Les trois mamans du petit Jésus
Alphonse Boudard (1925-2000)
Alors que cette nuit de Noël de l'an 1895 annonce des festivités culinaires au claque de la Cigale d'or (ou Grand 18), au 18 de la rue Brantôme dans le IVe arrondissement d'une capitale qui à cette époque respire le crottin, un nouveau-né est abandonné dans une corbeille juste devant la porte de la maison close, un temple d'Eros plutôt discret.
Les pensionnaires du bobinard qui pour un soir ont délaissé les douceurs luxurieuses dispensés aux michetons, découvrent le lardon et n'écoutant que leur bon coeur, prennent soin de lui. Elles persuadent Madame Louisa la taulière à l'instinct de louve de l'adopter.
Mais règne dans cet univers des maisons de tolérance une dictature absolue des tauliers, en l'occurrence Monsieur Arthur, le seigneur et maître de Madame Louisa. Mais surprise : M. Arthur qui a de bonnes relations avec les argousins, se découvrant soudainement à la cinquantaine une vocation paternelle, souhaite adopter en bonne et due forme le bébé de Noël et décide de le prénommer Noël et non pas Jésus comme l'avaient suggéré les trois filles, car cela pourrait indisposer le bon Dieu de voir un Jésus installé dans un monastère de la lubricité. Les écrémeuses, Rachel, Lucie et Marthe néanmoins l'appelleront toujours Jésus, ainsi que la vieille Ursule qui le biberonne entre deux repas à préparer.
Plus tard, ne pouvant laisser grandir Noël en ces lieux de luxure, Madame Louisa, en bordelière scrupuleuse, le confie à une nourrice à quelques lieues du Grand 18, puis au collège catholique pour passer son certificat d'études primaires.
Pourquoi ne pas en faire un curé ? Les tapineuses à tour de rôle lui rendent visite comme le feraient des mamans. Et Noël va grandir et aller de découvertes en découvertes, bien initié par la pulpeuse et mamelue Marthe après avoir joué avec la petite Rosalie qui se disputait avec Ursule pour lui combler ses moindres désirs. Et Noël restant sur son quant-à-soi prend déjà conscience d'instinct de son pouvoir phallocratique qui va lui ouvrir des perspectives alléchantes.

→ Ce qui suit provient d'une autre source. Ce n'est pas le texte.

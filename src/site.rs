use std::ffi::OsStr;
use std::fs;
use std::io;
use std::path::{Path, PathBuf};

use log::{debug, info, warn};
use thiserror::Error;
use walkdir::WalkDir;

use crate::config::Config;

const TITLE_PLACEHOLDER: &str = "{{ Title }}";
const CONTENT_PLACEHOLDER: &str = "{{ Content }}";

/// Why a single page could not be rendered.
#[derive(Debug, Clone, PartialEq, Eq, Error)]
pub enum PageError {
    #[error("no \"# \" heading found to use as the page title")]
    NoHeadingFound,
    #[error(transparent)]
    Convert(#[from] crate::Error),
}

#[derive(Debug, Error)]
pub enum SiteError {
    #[error("{path}: {source}")]
    Page { path: PathBuf, source: PageError },
    #[error("{path}: {source}")]
    Io { path: PathBuf, source: io::Error },
    #[error(transparent)]
    Walk(#[from] walkdir::Error),
    #[error("refusing to clear output directory {output}: it overlaps {input}")]
    OutputOverlapsInput { output: PathBuf, input: PathBuf },
}

/// Files written by a full build.
#[derive(Debug, Default)]
pub struct BuildReport {
    pub pages: Vec<PathBuf>,
    pub assets: Vec<PathBuf>,
}

fn io_error(path: &Path) -> impl FnOnce(io::Error) -> SiteError + '_ {
    move |source| SiteError::Io {
        path: path.to_path_buf(),
        source,
    }
}

/// Text of the first line starting with `# `, without the marker.
pub fn extract_title(markdown: &str) -> Option<&str> {
    markdown
        .lines()
        .map(str::trim)
        .find_map(|line| line.strip_prefix("# "))
        .map(str::trim)
}

/// Convert `markdown` and substitute it into `template`.
pub fn render_page(markdown: &str, template: &str) -> Result<String, PageError> {
    let content = crate::markdown_to_html(markdown)?;
    let title = extract_title(markdown).ok_or(PageError::NoHeadingFound)?;

    Ok(template
        .replace(TITLE_PLACEHOLDER, title)
        .replace(CONTENT_PLACEHOLDER, &content))
}

/// Render one markdown file through the template file at `template_path`.
pub fn generate_page(from: &Path, template_path: &Path, dest: &Path) -> Result<(), SiteError> {
    let template = fs::read_to_string(template_path).map_err(io_error(template_path))?;
    write_page(from, &template, dest)
}

fn write_page(from: &Path, template: &str, dest: &Path) -> Result<(), SiteError> {
    info!("Generating page from {} to {}", from.display(), dest.display());

    let markdown = fs::read_to_string(from).map_err(io_error(from))?;
    let page = render_page(&markdown, template).map_err(|source| SiteError::Page {
        path: from.to_path_buf(),
        source,
    })?;

    if let Some(parent) = dest.parent() {
        fs::create_dir_all(parent).map_err(io_error(parent))?;
    }
    fs::write(dest, page).map_err(io_error(dest))
}

/// Mirror `content_dir` into `dest_dir`, turning every `.md` file into a page.
///
/// Returns the written pages in walk order.
pub fn generate_pages_recursive(
    content_dir: &Path,
    template_path: &Path,
    dest_dir: &Path,
) -> Result<Vec<PathBuf>, SiteError> {
    let template = fs::read_to_string(template_path).map_err(io_error(template_path))?;
    let mut pages = Vec::new();

    for entry in WalkDir::new(content_dir).min_depth(1).sort_by_file_name() {
        let entry = entry?;
        let Ok(relative) = entry.path().strip_prefix(content_dir) else {
            continue;
        };
        let dest = dest_dir.join(relative);

        if entry.file_type().is_dir() {
            fs::create_dir_all(&dest).map_err(io_error(&dest))?;
        } else if entry.path().extension() == Some(OsStr::new("md")) {
            let dest = dest.with_extension("html");
            write_page(entry.path(), &template, &dest)?;
            pages.push(dest);
        } else {
            debug!("Skipping {}", entry.path().display());
        }
    }

    Ok(pages)
}

/// Replace `dest` with a copy of the `source` tree.
///
/// A missing `source` leaves `dest` empty.
pub fn copy_static(source: &Path, dest: &Path) -> Result<Vec<PathBuf>, SiteError> {
    info!("Copying static files from {} to {}", source.display(), dest.display());

    if dest.exists() {
        debug!("Clearing destination directory {}", dest.display());
        fs::remove_dir_all(dest).map_err(io_error(dest))?;
    }
    fs::create_dir_all(dest).map_err(io_error(dest))?;

    if !source.exists() {
        warn!("Static directory {} does not exist", source.display());
        return Ok(Vec::new());
    }

    let mut copied = Vec::new();
    for entry in WalkDir::new(source).min_depth(1).sort_by_file_name() {
        let entry = entry?;
        let Ok(relative) = entry.path().strip_prefix(source) else {
            continue;
        };
        let target = dest.join(relative);

        if entry.file_type().is_dir() {
            fs::create_dir_all(&target).map_err(io_error(&target))?;
        } else {
            debug!("Copying {} -> {}", entry.path().display(), target.display());
            fs::copy(entry.path(), &target).map_err(io_error(&target))?;
            copied.push(target);
        }
    }

    Ok(copied)
}

// The output directory is wiped on every build, so it must not hold any input
// and must not sit inside an input directory.
fn check_output(config: &Config) -> Result<(), SiteError> {
    let Ok(output) = config.output.canonicalize() else {
        return Ok(());
    };

    for input in [&config.content, &config.static_dir, &config.template] {
        let Ok(input) = input.canonicalize() else {
            continue;
        };
        if input.starts_with(&output) || (input.is_dir() && output.starts_with(&input)) {
            return Err(SiteError::OutputOverlapsInput { output, input });
        }
    }

    Ok(())
}

/// Rebuild the whole site: clean output, copy assets, render every page.
pub fn build(config: &Config) -> Result<BuildReport, SiteError> {
    check_output(config)?;
    let assets = copy_static(&config.static_dir, &config.output)?;
    let pages = generate_pages_recursive(&config.content, &config.template, &config.output)?;

    info!(
        "Built {} pages and {} assets into {}",
        pages.len(),
        assets.len(),
        config.output.display()
    );

    Ok(BuildReport { pages, assets })
}

#[cfg(test)]
mod tests {
    use super::*;
    use pretty_assertions::assert_eq;
    use tempfile::TempDir;

    const TEMPLATE: &str = "<title>{{ Title }}</title><body>{{ Content }}</body>";

    #[test]
    fn title_from_first_h1() {
        assert_eq!(extract_title("# Hello"), Some("Hello"));
        assert_eq!(
            extract_title("intro\n\n## Sub\n\n   #   Spaced Title   \n# Second"),
            Some("Spaced Title")
        );
    }

    #[test]
    fn title_requires_h1_with_space() {
        assert_eq!(extract_title("## Only h2\n\n#NoSpace"), None);
        assert_eq!(extract_title(""), None);
    }

    #[test]
    fn render_page_fills_placeholders() {
        let page = render_page("# Title\n\nSome **bold** text.", TEMPLATE).unwrap();
        assert_eq!(
            page,
            "<title>Title</title><body><div><h1>Title</h1><p>Some <b>bold</b> text.</p></div></body>"
        );
    }

    #[test]
    fn render_page_without_heading() {
        assert_eq!(
            render_page("just text", TEMPLATE),
            Err(PageError::NoHeadingFound)
        );
    }

    #[test]
    fn render_page_surfaces_conversion_errors() {
        assert_eq!(
            render_page("# Title\n\na *b", TEMPLATE),
            Err(PageError::Convert(crate::Error::UnbalancedDelimiter("*")))
        );
    }

    #[test]
    fn generate_page_creates_parent_dirs() {
        let dir = TempDir::new().unwrap();
        let from = dir.path().join("index.md");
        let template = dir.path().join("template.html");
        let dest = dir.path().join("out/nested/index.html");
        fs::write(&from, "# Home").unwrap();
        fs::write(&template, TEMPLATE).unwrap();

        generate_page(&from, &template, &dest).unwrap();
        assert_eq!(
            fs::read_to_string(&dest).unwrap(),
            "<title>Home</title><body><div><h1>Home</h1></div></body>"
        );
    }

    #[test]
    fn generate_page_reports_the_failing_file() {
        let dir = TempDir::new().unwrap();
        let from = dir.path().join("notitle.md");
        let template = dir.path().join("template.html");
        fs::write(&from, "no heading").unwrap();
        fs::write(&template, TEMPLATE).unwrap();

        let err = generate_page(&from, &template, &dir.path().join("x.html")).unwrap_err();
        assert!(matches!(
            err,
            SiteError::Page {
                source: PageError::NoHeadingFound,
                ..
            }
        ));
        assert!(err.to_string().contains("notitle.md"));
    }

    #[test]
    fn copy_static_with_missing_source() {
        let dir = TempDir::new().unwrap();
        let dest = dir.path().join("public");
        fs::create_dir_all(dest.join("stale")).unwrap();

        let copied = copy_static(&dir.path().join("nope"), &dest).unwrap();
        assert!(copied.is_empty());
        assert!(dest.is_dir());
        assert!(!dest.join("stale").exists());
    }
}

Un récit savoureux et épique mené tambour battant et fourmillant d'aphorismes bistrotiers et d'anecdotes des plus sérieuses, historiques par exemple, aux plus croustillantes, dans une langue riche de verdeur au vocabulaire fleuri et aux expressions choisies, pour évoquer le Milieu et ses caïds et surtout les hétaïres du sérail. Alphonse Boudard est alors un artiste pour évoquer les jalminceries des trois filles pour se faire aimer à tout prix du petit Jésus.
Toute la vie de Nono est ainsi passée au peigne fin, Boudard courant à la recherche des sources qui au fil du temps se sont raréfiées. Paris, puis l'Argentine où il affure dans le turf et d'où il approvisionne largement en talbins ses comptes secrets en Suisse, puis le retour, la gloire jusqu'à ce jour du 13 avril 1946 où celle qu'on appelait la Jeanne d'Arc anti-maisons closes, la veuve qui clôt (Antoine Blondin !), Marthe Richard conseillère municipale de Paris, impose la fermeture des maisons de tolérance. C'est la fin du régime de la prostitution réglementée qui était en vigueur depuis 1804.
Un ouvrage passionnant publié en 2000, le dernier d'Alphonse Boudard mort peu après.